Die Lebensgeschichte und wie die Recherche verlaufen ist:

Julius Tüchler


geb. am 10.11.1890 in 2565 Weissenbach a.d. Triesting/NÖ
verhaftet am 13.11.1938
gest. am 5.1.1939 in Dachau
Urne beerdigt am 19.1.1939 am Wiener Zentralfriedhof
verh. mit Elsa

Töchter:

* Gertrude und
* Frederike, "Fritzi" Tüchler, verwitwete Sen Goupta
beide wohnhaft in England: Journey's End, Greenway, Halberton
Ich habe an Frederike geschrieben, leider jedoch keine Antwort erhalten (22.4.2003)

Eltern:

* Vater: Ignaz Tüchler, geb. am 24.9.1852 in Fahrafeld, Bez. Baden, NÖ, mosaisch, als Heimatgemeinde ist angegeben: Lackenbach / Ungarn. Im Heimatverbund von Weissenbach a.d. Triesting aufgenommen im Jahr 1901.
* Mutter: Maria Tüchler, geb. Harmin, geb. am 20.9.1853 in Bieske / Ungarn

Geschwister:

* Moritz, geb. am 6.7.1881
* Isidor, geb. am 7.4.1883
* Artur, geb. am 23.10.1884
* Friedrich, geb. am 1.7.1886
* Regina, geb. am 11.8.1888
* (Julius, geb. 10.11.1890)
* Oskar, geb. am 7.3.1893

Die gesamte Familie Tüchler war mosaischen Glaubens und wohnten in Weissenbach a.d. Triesting, Nr. 69 (1)

Der Vater Julius' Tüchlers, Ignaz Tüchler besaß das Grundstück Nr. 69 (Parzellen Nr. ) in Weissenbach a.d. Triesting wo er einen Gemischtwarenhandel betrieb. 1907 erhielt er von der Gemeinde die Bewilligung für eine Tankstelle, die er anschließend errichtete. Julius Tüchler übernahm 1929 das Geschäft seines Vaters (2).
Angeblich sind alle Unterlagen der Gemeinde, die es aus der Zeit zwischen 1938-1945 gab, verbrannt bzw. vernichtet worden. Erst 1955 gibt es wieder einen Eintrag im Grundstücksverzeichnis, wonach die beiden Töchter, Gertrude und Frederike Tüchler je zur Hälfte das Grundstück von Reichsfinanzstadthalter erhielten. Neben dem Eintrag befindet sich ein Vermerk "Sammelstelle A und Sammelstelle B". Die Sammelstelle hat Rückstellungsfälle verwaltet, bei denen keine Erben innerhalb der Fristen ein Ansuchen um Rückstellung gestellt haben.
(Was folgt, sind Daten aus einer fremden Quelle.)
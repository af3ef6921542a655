//! # Instruction grammar
//!
//! The ordered table of instruction shapes. Each entry pairs an
//! [`InstructionKind`] with one operand class per slot; the tokenizer tries
//! the entries top to bottom and the first one that accepts the whole line
//! wins. Where a mnemonic has a two- and a three-operand form, the
//! two-operand form is listed first.

use crate::token::{ArithOp, Condition, Form, InstructionKind};

/// Lexical class an operand must belong to.
#[derive(Debug, Clone, Copy, PartialEq, Eq)]
pub enum OperandClass {
    /// `[A-Za-z][A-Za-z0-9]*`
    Identifier,
    /// `.` followed by an identifier, as accepted by `DECL`.
    DeclLabel,
    /// `.` followed by one or more ASCII alphanumerics, as accepted by jumps.
    JumpLabel,
    /// Identifier or numeric literal.
    VarOrConst,
    /// Identifier, numeric literal or quoted string literal.
    VarConstOrString,
}

impl OperandClass {
    pub fn accepts(self, word: &str) -> bool {
        match self {
            OperandClass::Identifier => is_identifier(word),
            OperandClass::DeclLabel => word.strip_prefix('.').is_some_and(is_identifier),
            OperandClass::JumpLabel => word.strip_prefix('.').is_some_and(|rest| {
                !rest.is_empty() && rest.chars().all(|c| c.is_ascii_alphanumeric())
            }),
            OperandClass::VarOrConst => is_identifier(word) || is_number(word),
            OperandClass::VarConstOrString => {
                is_identifier(word) || is_number(word) || is_string_literal(word)
            }
        }
    }
}

/// One row of the grammar table.
#[derive(Debug, Clone, Copy)]
pub struct GrammarEntry {
    pub kind: InstructionKind,
    /// One class per slot of `kind.slots()`, in the same order.
    pub shape: &'static [OperandClass],
}

use OperandClass::*;

const fn entry(kind: InstructionKind, shape: &'static [OperandClass]) -> GrammarEntry {
    GrammarEntry { kind, shape }
}

const fn arith(op: ArithOp) -> [GrammarEntry; 2] {
    [
        entry(
            InstructionKind::Arithmetic(op, Form::Simple),
            &[Identifier, VarOrConst],
        ),
        entry(
            InstructionKind::Arithmetic(op, Form::Full),
            &[Identifier, VarOrConst, VarOrConst],
        ),
    ]
}

const fn jump(cond: Condition) -> [GrammarEntry; 2] {
    [
        entry(
            InstructionKind::Jump(cond, Form::Simple),
            &[JumpLabel, VarOrConst],
        ),
        entry(
            InstructionKind::Jump(cond, Form::Full),
            &[JumpLabel, VarOrConst, VarOrConst],
        ),
    ]
}

const ADD: [GrammarEntry; 2] = arith(ArithOp::Add);
const SUB: [GrammarEntry; 2] = arith(ArithOp::Sub);
const MUL: [GrammarEntry; 2] = arith(ArithOp::Mul);
const DIV: [GrammarEntry; 2] = arith(ArithOp::Div);
const MOD: [GrammarEntry; 2] = arith(ArithOp::Mod);
const JE: [GrammarEntry; 2] = jump(Condition::Eq);
const JNE: [GrammarEntry; 2] = jump(Condition::NotEq);
const JL: [GrammarEntry; 2] = jump(Condition::Lt);
const JG: [GrammarEntry; 2] = jump(Condition::Gt);
const JGE: [GrammarEntry; 2] = jump(Condition::Ge);
const JLE: [GrammarEntry; 2] = jump(Condition::Le);

/// Grammar table in priority order.
pub const GRAMMAR: [GrammarEntry; 30] = [
    entry(InstructionKind::SetSimple, &[Identifier]),
    entry(InstructionKind::Set, &[Identifier, VarOrConst]),
    entry(InstructionKind::Declare, &[DeclLabel]),
    entry(InstructionKind::Increment, &[Identifier]),
    entry(InstructionKind::Decrement, &[Identifier]),
    ADD[0],
    ADD[1],
    SUB[0],
    SUB[1],
    MUL[0],
    MUL[1],
    DIV[0],
    DIV[1],
    MOD[0],
    MOD[1],
    JE[0],
    JE[1],
    JNE[0],
    JNE[1],
    JL[0],
    JL[1],
    JG[0],
    JG[1],
    JGE[0],
    JGE[1],
    JLE[0],
    JLE[1],
    entry(InstructionKind::Nop, &[]),
    entry(InstructionKind::Print, &[VarConstOrString]),
    entry(InstructionKind::Dump, &[]),
];

pub fn is_identifier(word: &str) -> bool {
    let mut chars = word.chars();
    matches!(chars.next(), Some(c) if c.is_ascii_alphabetic())
        && chars.all(|c| c.is_ascii_alphanumeric())
}

/// Optional sign, then digits with an optional fractional part, or a bare
/// fractional part. At least one digit is required.
pub fn is_number(word: &str) -> bool {
    let body = word.strip_prefix(['+', '-']).unwrap_or(word);
    let (int_part, frac_part) = match body.split_once('.') {
        Some((i, f)) => (i, Some(f)),
        None => (body, None),
    };

    let all_digits = |s: &str| s.chars().all(|c| c.is_ascii_digit());
    let has_digit = !int_part.is_empty() || frac_part.is_some_and(|f| !f.is_empty());

    has_digit && all_digits(int_part) && frac_part.is_none_or(all_digits)
}

const STRING_PUNCTUATION: &str = "?.!,\\/-`+%#'@&^$~*()_{}[];:<>";

pub fn is_string_char(c: char) -> bool {
    c.is_alphanumeric() || c.is_whitespace() || STRING_PUNCTUATION.contains(c)
}

pub fn is_string_literal(word: &str) -> bool {
    word.len() >= 2
        && word.starts_with('"')
        && word.ends_with('"')
        && word[1..word.len() - 1].chars().all(is_string_char)
}

#[cfg(test)]
mod tests {
    use super::*;

    #[test]
    fn test_grammar_covers_every_kind_once() {
        for kind in InstructionKind::ALL {
            let count = GRAMMAR.iter().filter(|e| e.kind == kind).count();
            assert_eq!(count, 1, "{:?} appears {} times", kind, count);
        }
    }

    #[test]
    fn test_grammar_order_matches_kind_order() {
        let kinds: Vec<InstructionKind> = GRAMMAR.iter().map(|e| e.kind).collect();
        assert_eq!(kinds, InstructionKind::ALL.to_vec());
    }

    #[test]
    fn test_shapes_match_slots() {
        for e in GRAMMAR.iter() {
            assert_eq!(e.shape.len(), e.kind.slots().len(), "{:?}", e.kind);
        }
    }

    #[test]
    fn test_simple_form_precedes_full_form() {
        for (i, e) in GRAMMAR.iter().enumerate() {
            if let InstructionKind::Arithmetic(op, Form::Full) = e.kind {
                assert_eq!(GRAMMAR[i - 1].kind, InstructionKind::Arithmetic(op, Form::Simple));
            }
            if let InstructionKind::Jump(cond, Form::Full) = e.kind {
                assert_eq!(GRAMMAR[i - 1].kind, InstructionKind::Jump(cond, Form::Simple));
            }
        }
    }

    #[test]
    fn test_identifier() {
        assert!(is_identifier("x"));
        assert!(is_identifier("counter2"));
        assert!(!is_identifier("2x"));
        assert!(!is_identifier("my_var"));
        assert!(!is_identifier(""));
    }

    #[test]
    fn test_number() {
        for ok in ["0", "42", "-3", "+7", "2.5", "3.", ".5", "-0.25"] {
            assert!(is_number(ok), "{}", ok);
        }
        for bad in ["", "-", "+", ".", "1.2.3", "1e5", "abc", "--1"] {
            assert!(!is_number(bad), "{}", bad);
        }
    }

    #[test]
    fn test_labels() {
        assert!(DeclLabel.accepts(".loop"));
        assert!(!DeclLabel.accepts(".1loop"));
        assert!(JumpLabel.accepts(".1loop"));
        assert!(!JumpLabel.accepts("loop"));
        assert!(!JumpLabel.accepts("."));
    }

    #[test]
    fn test_string_literal() {
        assert!(is_string_literal("\"Hello, World!\""));
        assert!(is_string_literal("\"\""));
        assert!(!is_string_literal("\"a = b\""));
        assert!(!is_string_literal("\"a | b\""));
        assert!(!is_string_literal("\"open"));
    }
}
Lt. Aussagen von Zeitzeugen (3) war Julius Tüchler im Ort sehr beliebt und zuvorkommend. Er hat in den schweren Zeiten die Leute "aufschreiben" lassen. Das nutzten manche aus, indem sie meinten, ihre Schulden nicht zurückzahlen zu müssen. Angeblich wurden die Schulden jedoch nach dem Krieg eingefordert. Er war Mitglied des Männergesangvereines (MGV Weissenbach).

Julius Tüchler wurde am 13.11.1938 im Zuge des Novemberpogroms von der SS verhaftet:

Das Warenlager wurde einige Tage später vom Finanzamt Baden wegen Steuerschulden gepfändet. Tüchler wurde am 13.11.1938 vom Polizeiamte Baden festgenommen und dem KZ überstellt, wo er, wie bereits angeführt, gestorben ist. An Vermögen ist noch das Haus Weissenbach a.d. Triesting Nr. 69 mit einem Bauwerte von RM 20.000,- vorhanden. Dieses Haus soll jedoch stark belastet sein." (4)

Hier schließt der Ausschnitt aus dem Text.